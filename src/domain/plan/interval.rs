//! Billing interval arithmetic.

use serde::{Deserialize, Serialize};
use std::fmt;
use std::str::FromStr;

use crate::domain::foundation::{Timestamp, ValidationError};

/// The unit of a plan's billing period.
#[derive(Debug, Clone, Copy, PartialEq, Eq, Hash, Serialize, Deserialize)]
#[serde(rename_all = "lowercase")]
pub enum BillingInterval {
    Hour,
    Day,
    Week,
    Month,
    Year,
}

impl BillingInterval {
    /// Advances a timestamp by `count` intervals.
    ///
    /// Month and year steps use calendar arithmetic with day-of-month
    /// clamping, so Jan 31 + 1 month lands on the last day of February.
    pub fn advance(&self, from: Timestamp, count: u32) -> Timestamp {
        match self {
            BillingInterval::Hour => from.plus_hours(count as i64),
            BillingInterval::Day => from.plus_days(count as i64),
            BillingInterval::Week => from.plus_weeks(count as i64),
            BillingInterval::Month => from.plus_months(count),
            BillingInterval::Year => from.plus_years(count),
        }
    }

    /// The canonical lowercase name.
    pub fn as_str(&self) -> &'static str {
        match self {
            BillingInterval::Hour => "hour",
            BillingInterval::Day => "day",
            BillingInterval::Week => "week",
            BillingInterval::Month => "month",
            BillingInterval::Year => "year",
        }
    }
}

impl fmt::Display for BillingInterval {
    fn fmt(&self, f: &mut fmt::Formatter<'_>) -> fmt::Result {
        write!(f, "{}", self.as_str())
    }
}

impl FromStr for BillingInterval {
    type Err = ValidationError;

    fn from_str(s: &str) -> Result<Self, Self::Err> {
        match s {
            "hour" => Ok(BillingInterval::Hour),
            "day" => Ok(BillingInterval::Day),
            "week" => Ok(BillingInterval::Week),
            "month" => Ok(BillingInterval::Month),
            "year" => Ok(BillingInterval::Year),
            other => Err(ValidationError::invalid_format(
                "interval",
                format!("unknown interval '{}'", other),
            )),
        }
    }
}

== INSTRUCTIONS TO FOLLOW ==
Which lines of the listing above hold the word "impl"? Copy each of them.

== RESPONSE TO THIS TASK ==
impl BillingInterval {
impl fmt::Display for BillingInterval {
impl FromStr for BillingInterval {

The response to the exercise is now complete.